Genetic Testing
At First Light Genetics, we offer several different types of genetic testing. For all testing, we provide genetic counselling before the testing is done and after the results are returned.
Available tests include:
- Karyotype: Detects conditions caused by changes in the number or structure of the chromosomes; for example, Down syndrome (trisomy 21), Turner syndrome (45X0), and Klinefelter syndrome (47XXY).
- Chromosome microarray: Detects conditions caused by small changes in chromosomes; for example, 15q1.2 microdeletion syndrome and 22q11.2 deletion syndrome (known as Di George syndrome).
- MLPA: Detects conditions caused by missing or duplicated genes; for example Charcot-Marie-Tooth disease and alpha thalassemia.

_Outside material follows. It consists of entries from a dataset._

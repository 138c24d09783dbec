//! Building blocks shared by the encoder, decoder and embeddings.

use ndarray::{s, Array1, Array2, Array3, Axis};
use rand::Rng;

use super::{join, ParamVisitor, Parameters};
use crate::config::{Activation, FeedForwardKind, LayerNormKind};
use crate::error::Result;

/// Additive mask value for positions a query may not attend to.
pub const MASK_VALUE: f32 = -10000.0;

pub(crate) fn random_matrix<R: Rng + ?Sized>(rows: usize, cols: usize, rng: &mut R) -> Array2<f32> {
    Array2::from_shape_fn((rows, cols), |_| rng.gen_range(-0.1..0.1))
}

/// Row-wise softmax in place.
pub(crate) fn softmax_rows(scores: &mut Array2<f32>) {
    for mut row in scores.axis_iter_mut(Axis(0)) {
        let max = row.iter().cloned().fold(f32::NEG_INFINITY, f32::max);
        let mut sum = 0.0;
        for v in row.iter_mut() {
            *v = (*v - max).exp();
            sum += *v;
        }
        for v in row.iter_mut() {
            *v /= sum;
        }
    }
}

/// Fully connected layer.
pub struct Linear {
    weight: Array2<f32>, // out x in
    bias: Option<Array1<f32>>,
}

impl Linear {
    pub fn new<R: Rng + ?Sized>(in_features: usize, out_features: usize, bias: bool, rng: &mut R) -> Self {
        let weight = random_matrix(out_features, in_features, rng);
        let bias = if bias {
            Some(Array1::from_shape_fn(out_features, |_| rng.gen_range(-0.1..0.1)))
        } else {
            None
        };
        Self { weight, bias }
    }

    pub fn forward(&self, x: &Array2<f32>) -> Array2<f32> {
        let mut y = x.dot(&self.weight.t());
        if let Some(b) = &self.bias {
            y += &b.view().insert_axis(Axis(0));
        }
        y
    }
}

impl Parameters for Linear {
    fn visit_params(&mut self, prefix: &str, visitor: &mut dyn ParamVisitor) -> Result<()> {
        visitor.visit(&join(prefix, "weight"), self.weight.view_mut().into_dyn())?;
        if let Some(b) = &mut self.bias {
            visitor.visit(&join(prefix, "bias"), b.view_mut().into_dyn())?;
        }
        Ok(())
    }
}

/// Layer normalization, either mean/variance based or the RMS form used by T5.
pub struct LayerNorm {
    kind: LayerNormKind,
    gamma: Array1<f32>,
    beta: Array1<f32>,
    eps: f32,
}

impl LayerNorm {
    pub fn new(kind: LayerNormKind, dim: usize) -> Self {
        Self {
            kind,
            gamma: Array1::ones(dim),
            beta: Array1::zeros(dim),
            eps: 1e-6,
        }
    }

    pub fn forward(&self, x: &Array2<f32>) -> Array2<f32> {
        let gamma = self.gamma.view().insert_axis(Axis(0));
        let dim = x.ncols() as f32;
        match self.kind {
            LayerNormKind::Normal => {
                let mean = (x.sum_axis(Axis(1)) / dim).insert_axis(Axis(1));
                let centered = x - &mean;
                let var = centered.mapv(|v| v * v).sum_axis(Axis(1)) / dim;
                let denom = var.mapv(|v| (v + self.eps).sqrt()).insert_axis(Axis(1));
                centered / &denom * &gamma + &self.beta.view().insert_axis(Axis(0))
            }
            LayerNormKind::T5 => {
                let mean = x.mapv(|v| v * v).sum_axis(Axis(1)) / dim;
                let denom = mean.mapv(|m| (m + self.eps).sqrt()).insert_axis(Axis(1));
                x / &denom * &gamma
            }
        }
    }
}

impl Parameters for LayerNorm {
    fn visit_params(&mut self, prefix: &str, visitor: &mut dyn ParamVisitor) -> Result<()> {
        match self.kind {
            LayerNormKind::Normal => {
                visitor.visit(&join(prefix, "gamma"), self.gamma.view_mut().into_dyn())?;
                visitor.visit(&join(prefix, "beta"), self.beta.view_mut().into_dyn())
            }
            LayerNormKind::T5 => visitor.visit(&join(prefix, "weight"), self.gamma.view_mut().into_dyn()),
        }
    }
}

/// Bucketed relative position bias, one scalar per head and bucket.
pub struct RelativePositionEmbedding {
    weight: Array2<f32>, // buckets x heads
    bidirectional: bool,
    num_buckets: usize,
    max_distance: usize,
}

impl RelativePositionEmbedding {
    pub fn new<R: Rng + ?Sized>(heads_num: usize, bidirectional: bool, num_buckets: usize, rng: &mut R) -> Self {
        Self {
            weight: random_matrix(num_buckets, heads_num, rng),
            bidirectional,
            num_buckets,
            max_distance: 128,
        }
    }

    /// Bias of shape `[heads, query_len, key_len]`.
    pub fn forward(&self, query_len: usize, key_len: usize) -> Array3<f32> {
        let heads = self.weight.ncols();
        let mut bias = Array3::<f32>::zeros((heads, query_len, key_len));
        for q in 0..query_len {
            for k in 0..key_len {
                let bucket = self.bucket(k as i64 - q as i64);
                for h in 0..heads {
                    bias[[h, q, k]] = self.weight[[bucket, h]];
                }
            }
        }
        bias
    }

    fn bucket(&self, relative_position: i64) -> usize {
        let mut num_buckets = self.num_buckets as i64;
        let mut ret = 0;
        let mut n = -relative_position;
        if self.bidirectional {
            num_buckets /= 2;
            if n < 0 {
                ret += num_buckets;
            }
            n = n.abs();
        } else {
            n = n.max(0);
        }
        let max_exact = num_buckets / 2;
        if n < max_exact {
            return (ret + n) as usize;
        }
        let scaled = (n as f32 / max_exact as f32).ln()
            / (self.max_distance as f32 / max_exact as f32).ln()
            * (num_buckets - max_exact) as f32;
        let large = (max_exact + scaled as i64).min(num_buckets - 1);
        (ret + large) as usize
    }
}

impl Parameters for RelativePositionEmbedding {
    fn visit_params(&mut self, prefix: &str, visitor: &mut dyn ParamVisitor) -> Result<()> {
        visitor.visit(&join(prefix, "weight"), self.weight.view_mut().into_dyn())
    }
}

/// Multi-head attention layer.
pub struct MultiHeadedAttention {
    linear_q: Linear,
    linear_k: Linear,
    linear_v: Linear,
    final_linear: Linear,
    heads_num: usize,
    head_dim: usize,
    with_scale: bool,
}

impl MultiHeadedAttention {
    pub fn new<R: Rng + ?Sized>(
        hidden_size: usize,
        heads_num: usize,
        has_bias: bool,
        with_scale: bool,
        rng: &mut R,
    ) -> Self {
        Self {
            linear_q: Linear::new(hidden_size, hidden_size, has_bias, rng),
            linear_k: Linear::new(hidden_size, hidden_size, has_bias, rng),
            linear_v: Linear::new(hidden_size, hidden_size, has_bias, rng),
            final_linear: Linear::new(hidden_size, hidden_size, has_bias, rng),
            heads_num,
            head_dim: hidden_size / heads_num,
            with_scale,
        }
    }

    /// `mask` is additive with shape `[query_len, key_len]`; `position_bias`
    /// has shape `[heads, query_len, key_len]`.
    pub fn forward(
        &self,
        key: &Array2<f32>,
        value: &Array2<f32>,
        query: &Array2<f32>,
        mask: &Array2<f32>,
        position_bias: Option<&Array3<f32>>,
    ) -> Array2<f32> {
        let q = self.linear_q.forward(query);
        let k = self.linear_k.forward(key);
        let v = self.linear_v.forward(value);
        let scale = if self.with_scale {
            (self.head_dim as f32).sqrt()
        } else {
            1.0
        };

        let mut out = Array2::<f32>::zeros((query.nrows(), self.heads_num * self.head_dim));
        for h in 0..self.heads_num {
            let cols = h * self.head_dim..(h + 1) * self.head_dim;
            let qh = q.slice(s![.., cols.clone()]);
            let kh = k.slice(s![.., cols.clone()]);
            let vh = v.slice(s![.., cols.clone()]);

            let mut scores = qh.dot(&kh.t()) / scale + mask;
            if let Some(bias) = position_bias {
                scores += &bias.index_axis(Axis(0), h);
            }
            softmax_rows(&mut scores);
            out.slice_mut(s![.., cols]).assign(&scores.dot(&vh));
        }
        self.final_linear.forward(&out)
    }
}

impl Parameters for MultiHeadedAttention {
    fn visit_params(&mut self, prefix: &str, visitor: &mut dyn ParamVisitor) -> Result<()> {
        self.linear_q.visit_params(&join(prefix, "linear_q"), visitor)?;
        self.linear_k.visit_params(&join(prefix, "linear_k"), visitor)?;
        self.linear_v.visit_params(&join(prefix, "linear_v"), visitor)?;
        self.final_linear.visit_params(&join(prefix, "final_linear"), visitor)
    }
}

impl Activation {
    pub fn apply(self, x: f32) -> f32 {
        match self {
            Activation::Gelu => 0.5 * x * (1.0 + erf(x / std::f32::consts::SQRT_2)),
            Activation::GeluFast => {
                let c = (2.0 / std::f32::consts::PI).sqrt();
                0.5 * x * (1.0 + (c * (x + 0.044715 * x * x * x)).tanh())
            }
            Activation::Relu => x.max(0.0),
            Activation::Silu => x * (1.0 / (1.0 + (-x).exp())),
        }
    }
}

// Abramowitz and Stegun 7.1.26, max error 1.5e-7.
fn erf(x: f32) -> f32 {
    let sign = if x < 0.0 { -1.0 } else { 1.0 };
    let x = x.abs();
    let t = 1.0 / (1.0 + 0.327_591_1 * x);
    let poly = ((((1.061_405_4 * t - 1.453_152_1) * t + 1.421_413_8) * t - 0.284_496_74) * t
        + 0.254_829_6)
        * t;
    sign * (1.0 - poly * (-x * x).exp())
}

/// Position-wise feed-forward network, plain or gated.
pub struct FeedForward {
    linear_gate: Option<Linear>,
    linear_1: Linear,
    linear_2: Linear,
    act: Activation,
}

impl FeedForward {
    pub fn new<R: Rng + ?Sized>(
        kind: FeedForwardKind,
        hidden_size: usize,
        feedforward_size: usize,
        act: Activation,
        has_bias: bool,
        rng: &mut R,
    ) -> Self {
        let linear_gate = match kind {
            FeedForwardKind::Dense => None,
            FeedForwardKind::Gated => Some(Linear::new(hidden_size, feedforward_size, has_bias, rng)),
        };
        Self {
            linear_gate,
            linear_1: Linear::new(hidden_size, feedforward_size, has_bias, rng),
            linear_2: Linear::new(feedforward_size, hidden_size, has_bias, rng),
            act,
        }
    }

    pub fn forward(&self, x: &Array2<f32>) -> Array2<f32> {
        let act = self.act;
        let inter = match &self.linear_gate {
            None => self.linear_1.forward(x).mapv(|v| act.apply(v)),
            Some(gate) => gate.forward(x).mapv(|v| act.apply(v)) * self.linear_1.forward(x),
        };
        self.linear_2.forward(&inter)
    }
}

impl Parameters for FeedForward {
    fn visit_params(&mut self, prefix: &str, visitor: &mut dyn ParamVisitor) -> Result<()> {
        if let Some(gate) = &mut self.linear_gate {
            gate.visit_params(&join(prefix, "linear_gate"), visitor)?;
        }
        self.linear_1.visit_params(&join(prefix, "linear_1"), visitor)?;
        self.linear_2.visit_params(&join(prefix, "linear_2"), visitor)
    }
}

- Triplet repeat testing: Detects conditions caused by extra copies of certain sections of the genetic (DNA) sequence within known genes; for example Fragile X syndrome, Huntington’s disease and myotonic dystrophy.
- Gene panel: Detects changes in genes that are known to cause specific genetic conditions; for example, cardiomyopathy, arrhythmia, familial hypercholesterolaemia, or inherited cancer (breast, ovarian, bowel, or kidney cancer).
- Whole exome sequencing (WES) or whole genome sequencing (WGS): Gives very detailed information about a person’s genetic code to detect health conditions that have many different symptoms and possible causes, for example, childhood developmental delay and intellectual disability.
Cost of genetic testing
There are costs associated with most genetic tests. This is because the tests are sent away to specialist laboratories, where highly trained scientists carry out and then interpret the tests.
The cost of genetic testing usually starts at several hundred dollars. Our team will discuss the current costs with you at your appointment.
The cost of some genetic tests may be completely or partially covered by Medicare. These include tests to detect the genetic changes that cause:
- Cardiomyopathy (Medicare Benefits Schedule [MBS] item number 73392)
- Arrhythmia (MBS item number 73416)
- Familial hypercholesterolaemia (MBS item number 73352)
- Childhood intellectual disability (MBS item numbers 73358-73363)
- Breast, ovarian, fallopian tube or peritoneal cancer (MBS item number 73296)
- Neuromuscular conditions (Medicare item number 73422).